IBM is determined to show that the reports of the mainframe's death have much exaggerated. The company has just announced a mammoth release of ten new software products all designed to improve the performance and introduce cost efficiencies for IBM's System Z mainframe.
The new products cover a range of functionality including enhanced application connectivity, productivity, security and data management.
The appearance of so many products at once made a statement, said Jim Porell, a distinguished engineer at IBM. "It's a pretty massive launch," but he believed it was necessary to introduce so many enhancements at once. "The mainframe is competing with distributed environments - we wanted to show that there was a real commitment from IBM to the mainframe," he said.
Porell said the themes of the new software launches were to simplify management, to offer a more consistent view of the data and to improve access. "The mainframe is like an interstate highway," he said. "But trying to communicate with it is like using dirt back roads," he added.
One of the key announcements was a new version of IBM's information management system. The new release, IMS 11m uses open standards such as SQL to access IMS data said Porell.

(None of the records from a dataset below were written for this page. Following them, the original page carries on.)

//! Server-wide registries: mount → publishers, socket/key → relay, and the
//! scheduled-restart deque (§3 `ServerRegistry`, §4.8).
//!
//! A `DashMap<String, Vec<Arc<Publisher>>>` keyed by mount path rather than a
//! single generated id, since a mount can have more than one live publisher
//! at once (one per relay address when `net_resolve_all` fans out, or during
//! a reconnect hand-off), per §3's data model.

use std::collections::VecDeque;
use std::sync::atomic::{AtomicUsize, Ordering};
use std::sync::Arc;
use std::time::{Duration, Instant};

use dashmap::DashMap;
use parking_lot::{Mutex, RwLock};
use tokio::sync::Notify;

use super::publisher::{Publisher, PublisherState};
use super::relay::{RelayHandle, RelayKey};

/// Aggregate queue-depth statistics for the status page (§6).
#[derive(Debug, Clone, Copy, PartialEq)]
pub struct QueueDepthStats {
    pub min: usize,
    pub max: usize,
    pub median: usize,
    pub mean: f64,
}

/// Mapping `mount -> set<Publisher>`, `socket/key -> Relay`, plus the
/// scheduled-restart deque and the global client-count gate (§3, §4.8).
pub struct ServerRegistry {
    sources: DashMap<String, Vec<Arc<Publisher>>>,
    relays: DashMap<RelayKey, Arc<RelayHandle>>,
    restart_queue: Mutex<VecDeque<(Instant, RelayKey)>>,
    client_count: AtomicUsize,
    clients_limit: RwLock<Option<usize>>,
    /// Woken whenever a publisher is added, so a subscriber that just
    /// triggered an on-demand relay's connect can wait for it to appear
    /// instead of polling tightly (§4.6 on-demand hand-off).
    publisher_ready: Notify,
}

impl ServerRegistry {
    #[must_use]
    pub fn new(clients_limit: Option<usize>) -> Arc<Self> {
        Arc::new(Self {
            sources: DashMap::new(),
            relays: DashMap::new(),
            restart_queue: Mutex::new(VecDeque::new()),
            client_count: AtomicUsize::new(0),
            clients_limit: RwLock::new(clients_limit),
            publisher_ready: Notify::new(),
        })
    }

    // -- Publishers ---------------------------------------------------

    pub fn add_publisher(&self, publisher: Arc<Publisher>) {
        self.sources
            .entry(publisher.mount.clone())
            .or_default()
            .push(publisher);
        self.publisher_ready.notify_waiters();
    }

    /// Waits (bounded by `timeout`) for a publisher to appear and become
    /// alive on `mount`, polling on each `publisher_ready` wake. Used by the
    /// mount-GET handler after nudging an on-demand relay awake.
    pub async fn wait_for_publisher(
        &self,
        mount: &str,
        timeout: Duration,
    ) -> Option<Arc<Publisher>> {
        let deadline = Instant::now() + timeout;
        loop {
            if let Some(p) = self.pick_publisher(mount) {
                return Some(p);
            }
            let remaining = deadline.saturating_duration_since(Instant::now());
            if remaining.is_zero() {
                return None;
            }
            let _ = tokio::time::timeout(remaining, self.publisher_ready.notified()).await;
        }
    }

    /// Removes a publisher by reference identity. O(n) in the mount's
    /// publisher count, which is expected to be small (one per relay
    /// address at most).
    pub fn remove_publisher(&self, mount: &str, publisher: &Arc<Publisher>) {
        if let Some(mut entry) = self.sources.get_mut(mount) {
            entry.retain(|p| !Arc::ptr_eq(p, publisher));
        }
    }

    #[must_use]
    pub fn publishers_for(&self, mount: &str) -> Vec<Arc<Publisher>> {
        self.sources
            .get(mount)
            .map(|e| e.value().clone())
            .unwrap_or_default()
    }

    /// A mount is alive iff it has at least one publisher in `Receiving` or
    /// `Draining` (§3, §4.4).
    #[must_use]
    pub fn mount_alive(&self, mount: &str) -> bool {
        self.publishers_for(mount)
            .iter()
            .any(|p| p.is_alive())
    }

    /// Picks a publisher to attach a new subscriber to: the first alive one
    /// (§4.8 "pick a publisher (round-robin or first)" — this realization
    /// uses first-alive, since a typical mount has exactly one live
    /// publisher and `net_resolve_all` fan-out is a transient multi-publisher
    /// state during reconnect, not a steady-state load-balancing scenario).
    #[must_use]
    pub fn pick_publisher(&self, mount: &str) -> Option<Arc<Publisher>> {
        self.publishers_for(mount).into_iter().find(|p| p.is_alive())
    }

    /// Closes and drops publishers that finished draining without a
    /// reconnect inside their keepalive window.
    /// Closes any `Draining` publisher whose keepalive window has elapsed
    /// since its last upstream byte, then drops every now-`Closed` entry
    /// (§4.8's periodic inactivity sweep).
    pub fn sweep_publishers(&self) {
        let now = Instant::now();
        for mut entry in self.sources.iter_mut() {
            entry.value_mut().retain(|p| {
                if p.state() == PublisherState::Draining {
                    let window = p
                        .keepalive
                        .read()
                        .unwrap_or(Duration::from_secs(crate::protocol_constants::DEFAULT_INACTIVITY_TIMEOUT_SECS));
                    if now.duration_since(p.last_activity()) >= window {
                        p.close();
                    }
                }
                p.state() != PublisherState::Closed
            });
        }
    }

    // -- Relays ---------------------------------------------------------

    pub fn insert_relay(&self, handle: Arc<RelayHandle>) {
        self.relays.insert(handle.key.clone(), handle);
    }

    #[must_use]
    pub fn get_relay(&self, key: &RelayKey) -> Option<Arc<RelayHandle>> {
        self.relays.get(key).map(|e| Arc::clone(e.value()))
    }

    pub fn remove_relay(&self, key: &RelayKey) -> Option<Arc<RelayHandle>> {
        self.relays.remove(key).map(|(_, v)| v)
    }

    #[must_use]
    pub fn running_relay_keys(&self) -> Vec<RelayKey> {
        self.relays.iter().map(|e| e.key().clone()).collect()
    }

    #[must_use]
    pub fn relay_count(&self) -> usize {
        self.relays.len()
    }

    /// All relay handles configured for a given mount path, regardless of
    /// upstream URL/address. Used to nudge `on_demand` relays awake when a
    /// subscriber arrives at a mount with no live publisher (§4.6).
    #[must_use]
    pub fn relays_for_path(&self, path: &str) -> Vec<Arc<RelayHandle>> {
        self.relays
            .iter()
            .filter(|e| e.key().path == path)
            .map(|e| Arc::clone(e.value()))
            .collect()
    }

    // -- Restart scheduling ----------------------------------------------

    pub fn schedule_restart(&self, key: RelayKey, delay: Duration) {
        self.restart_queue
            .lock()
            .push_back((Instant::now() + delay, key));
    }

    /// Removes pending-restart entries whose `(url, path)` no longer
    /// appears in the desired index (§4.7 step 5).
    pub fn retain_pending_restarts(&self, mut keep: impl FnMut(&RelayKey) -> bool) {
        self.restart_queue.lock().retain(|(_, key)| keep(key));
    }

    /// Drains and returns restart entries whose deadline has passed.
    pub fn drain_due_restarts(&self) -> Vec<RelayKey> {
        let mut queue = self.restart_queue.lock();
        let now = Instant::now();
        let mut due = Vec::new();
        let mut remaining = VecDeque::new();
        while let Some((deadline, key)) = queue.pop_front() {
            if deadline <= now {
                due.push(key);
            } else {
                remaining.push_back((deadline, key));
            }
        }
        *queue = remaining;
        due
    }

    #[must_use]
    pub fn pending_restart_count(&self) -> usize {
        self.restart_queue.lock().len()
    }

    // -- Client limit -----------------------------------------------------

    #[must_use]
    pub fn clients_limit(&self) -> Option<usize> {
        *self.clients_limit.read()
    }

    pub fn set_clients_limit(&self, limit: Option<usize>) {
        *self.clients_limit.write() = limit;
    }

    #[must_use]
    pub fn client_count(&self) -> usize {
        self.client_count.load(Ordering::Relaxed)
    }

    /// Attempts to admit one more client. Returns `false` (503, §4.8) if the
    /// global limit is already reached.
    #[must_use]
    pub fn try_acquire_client(&self) -> bool {
        let limit = self.clients_limit();
        loop {
            let current = self.client_count.load(Ordering::Relaxed);
            if let Some(limit) = limit {
                if current >= limit {
                    return false;
                }
            }
            if self
                .client_count
                .compare_exchange(current, current + 1, Ordering::SeqCst, Ordering::SeqCst)
                .is_ok()
            {
                return true;
            }
        }
    }

    pub fn release_client(&self) {
        self.client_count.fetch_sub(1, Ordering::Relaxed);
    }

    /// Min/max/median/mean of every live subscriber's output queue depth,
    /// across every mount (§6's status page queue-size statistics). Returns
    /// `None` when there are no subscribers. The median follows the source's
    /// documented floor-division-on-even-length-lists behavior rather than
    /// averaging the two middle values (§9 Open Questions: "adopted as-is").
    #[must_use]
    pub fn queue_depth_stats(&self) -> Option<QueueDepthStats> {
        let mut depths: Vec<usize> = self
            .sources
            .iter()
            .flat_map(|entry| {
                entry
                    .value()
                    .iter()
                    .flat_map(|p| p.queue_depths())
                    .collect::<Vec<_>>()
            })
            .collect();
        if depths.is_empty() {
            return None;
        }
        depths.sort_unstable();
        let len = depths.len();
        let sum: usize = depths.iter().sum();
        Some(QueueDepthStats {
            min: depths[0],
            max: depths[len - 1],
            median: depths[len / 2],
            mean: sum as f64 / len as f64,
        })
    }

    /// Snapshot of mount -> source address -> client fd -> client address,
    /// for the status page (§6).
    #[must_use]
    pub fn mount_tree(&self) -> Vec<(String, Vec<(Option<String>, Vec<(u64, String)>)>)> {
        self.sources
            .iter()
            .map(|entry| {
                let sources = entry
                    .value()
                    .iter()
                    .map(|p| {
                        let clients = p
                            .subscriber_addrs()
                            .into_iter()
                            .map(|(id, addr)| (id, addr.to_string()))
                            .collect();
                        (p.peer_addr.map(|a| a.to_string()), clients)
                    })
                    .collect();
                (entry.key().clone(), sources)
            })
            .collect()
    }
}

#[cfg(test)]
mod tests {
    use super::*;
    use crate::relay::demuxer::DemuxerKind;

    #[test]
    fn client_limit_gates_admission() {
        let registry = ServerRegistry::new(Some(1));
        assert!(registry.try_acquire_client());
        assert!(!registry.try_acquire_client());
        registry.release_client();
        assert!(registry.try_acquire_client());
    }

    #[test]
    fn no_limit_means_unbounded_admission() {
        let registry = ServerRegistry::new(None);
        for _ in 0..100 {
            assert!(registry.try_acquire_client());
        }
    }

    #[test]
    fn removing_one_mounts_publisher_leaves_sibling_mount_untouched() {
        let registry = ServerRegistry::new(None);
        let pub_a = Arc::new(Publisher::new("/a", None, "video/MP2T", DemuxerKind::Raw, 1024, None));
        let pub_b = Arc::new(Publisher::new("/b", None, "video/MP2T", DemuxerKind::Raw, 1024, None));
        registry.add_publisher(Arc::clone(&pub_a));
        registry.add_publisher(Arc::clone(&pub_b));

        registry.remove_publisher("/a", &pub_a);

        assert!(registry.publishers_for("/a").is_empty());
        let b_publishers = registry.publishers_for("/b");
        assert_eq!(b_publishers.len(), 1);
        assert!(Arc::ptr_eq(&b_publishers[0], &pub_b));
    }

    #[test]
    fn queue_depth_stats_is_none_with_no_subscribers() {
        let registry = ServerRegistry::new(None);
        let publisher = Arc::new(Publisher::new("/a", None, "video/MP2T", DemuxerKind::Raw, 1024, None));
        registry.add_publisher(publisher);
        assert!(registry.queue_depth_stats().is_none());
    }

    #[test]
    fn queue_depth_stats_aggregates_across_mounts() {
        let registry = ServerRegistry::new(None);
        let pub_a = Arc::new(Publisher::new("/a", None, "video/MP2T", DemuxerKind::Raw, 1024, None));
        let pub_b = Arc::new(Publisher::new("/b", None, "video/MP2T", DemuxerKind::Raw, 1024, None));
        let _sub_a = pub_a.attach(None);
        let _sub_b = pub_b.attach(None);
        registry.add_publisher(pub_a);
        registry.add_publisher(pub_b);

        let stats = registry.queue_depth_stats().unwrap();
        assert_eq!(stats.min, 0);
        assert_eq!(stats.max, 0);
        assert_eq!(stats.median, 0);
        assert_eq!(stats.mean, 0.0);
    }

    #[test]
    fn restart_queue_drains_only_due_entries() {
        let registry = ServerRegistry::new(None);
        let key = RelayKey {
            url: "http://o/".into(),
            path: "/m".into(),
            addr: None,
        };
        registry.schedule_restart(key.clone(), Duration::from_secs(0));
        registry.schedule_restart(key.clone(), Duration::from_secs(60));
        let due = registry.drain_due_restarts();
        assert_eq!(due.len(), 1);
        assert_eq!(registry.pending_restart_count(), 1);
    }
}
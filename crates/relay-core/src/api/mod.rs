//! Server Core (§4.8): accept loop, mount routing, status pages, and the
//! axum HTTP surface the relay/fan-out core is served behind.
//!
//! The listening socket and per-connection HTTP parsing are handled by
//! `axum`/`hyper` rather than the hand-rolled event loop of §4.1 — that
//! collaborator is explicitly out of scope (§1 "the HTTP wire parser").
//! What lives here is everything the design actually specifies: registry
//! lookup by mount path, auth-chain short-circuiting, the global client
//! limit, and status/statistics handler dispatch.

mod status;
mod stream;

use std::net::SocketAddr;
use std::sync::Arc;
use std::time::Duration;

use axum::routing::get;
use axum::Router;
use parking_lot::RwLock;
use thiserror::Error;
use tower_http::trace::TraceLayer;

use crate::config::{Config, ReconfigurationEngine};
use crate::handlers::{ActiveHandlers, StatusReport};
use crate::protocol_constants::INACTIVITY_SWEEP_INTERVAL_SECS;
use crate::relay::ServerRegistry;

/// Errors that can occur when starting or running the server.
#[derive(Debug, Error)]
pub enum ServerError {
    /// Failed to bind to a TCP port.
    #[error("failed to bind to {0}: {1}")]
    Bind(SocketAddr, std::io::Error),

    /// The server's accept loop errored out.
    #[error("server error: {0}")]
    Serve(std::io::Error),
}

/// Shared application state for the API layer (§3 `ServerRegistry`, §4.8).
///
/// Cloning is cheap: every field is an `Arc`, matching the way a single
/// registry/engine pair is shared across every axum worker task.
#[derive(Clone)]
pub struct AppState {
    pub registry: Arc<ServerRegistry>,
    pub engine: Arc<ReconfigurationEngine>,
    pub handlers: Arc<RwLock<ActiveHandlers>>,
    pub config: Arc<RwLock<Config>>,
}

impl AppState {
    /// Applies `config`, swapping in the freshly built handler set. Used for
    /// both the initial configuration load and any later reconfiguration
    /// (§4.7).
    pub async fn apply_config(&self, config: Config) -> Result<(), crate::error::RelayError> {
        let previous = std::mem::take(&mut *self.handlers.write());
        let handlers = self.engine.apply(&config, Some(previous)).await?;
        *self.handlers.write() = handlers;
        self.registry.set_clients_limit(config.clients_limit);
        *self.config.write() = config;
        Ok(())
    }
}

fn build_router(state: AppState) -> Router {
    Router::new()
        .route("/{*path}", get(stream::mount_handler))
        .route("/", get(stream::root_handler))
        .with_state(state)
        .layer(TraceLayer::new_for_http())
}

/// Spawns the periodic inactivity sweep (§4.1, §4.8): closes any subscriber
/// or relay whose idleness exceeds its per-type timeout, drains due
/// scheduled-restart entries re-starting those relays, and feeds a fresh
/// status snapshot to the configured statistics sinks (§6) so they observe
/// the server's state independent of anyone hitting a status page.
fn spawn_inactivity_sweep(
    registry: Arc<ServerRegistry>,
    engine: Arc<ReconfigurationEngine>,
    handlers: Arc<RwLock<ActiveHandlers>>,
) {
    tokio::spawn(async move {
        let mut ticker =
            tokio::time::interval(Duration::from_secs(INACTIVITY_SWEEP_INTERVAL_SECS));
        loop {
            ticker.tick().await;
            registry.sweep_publishers();
            for key in registry.drain_due_restarts() {
                engine.restart(&key).await;
            }
            let report = StatusReport::snapshot(&registry);
            handlers.read().record(&report);
        }
    });
}

/// Binds `bind_addr` and serves the relay/fan-out HTTP surface until the
/// process shuts down. Also starts the background inactivity sweep.
pub async fn start_server(state: AppState, bind_addr: SocketAddr) -> Result<(), ServerError> {
    let listener = tokio::net::TcpListener::bind(bind_addr)
        .await
        .map_err(|e| ServerError::Bind(bind_addr, e))?;

    spawn_inactivity_sweep(
        Arc::clone(&state.registry),
        Arc::clone(&state.engine),
        Arc::clone(&state.handlers),
    );

    log::info!("[Server] listening on http://{bind_addr}");
    let app = build_router(state);
    axum::serve(
        listener,
        app.into_make_service_with_connect_info::<SocketAddr>(),
    )
    .await
    .map_err(ServerError::Serve)
}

Concerns about security have been met by the release of Tivoli zSecure to provide improved handling for the reporting of mainframe event: an important aspect of this is the improved graphical capability added Porell.
Complementing this is a new version of management product NetView helping managers get better insight on System Z data centres, while Asset Discovery for z/OS removes unused and obsolete software. "What are your assets?" said Porell, "this makes sure that software that is not being used can be removed, it offers a massive saving on licence costs."
Among the releases are Rational Developer for System z version 7.6 which IBM claimed would lower development costs by reducing CPU usage, while Rational Team Concert for System z version 2.0 uses a new common repository to help development collaborate better.
Porell said that the company was keen to demonstrate where the mainframe offered an advantage over distributed systems. "You can get rid of multiple boxes and build everything on the mainframe. It simplifies the process and you don't so many people to keep the systems running.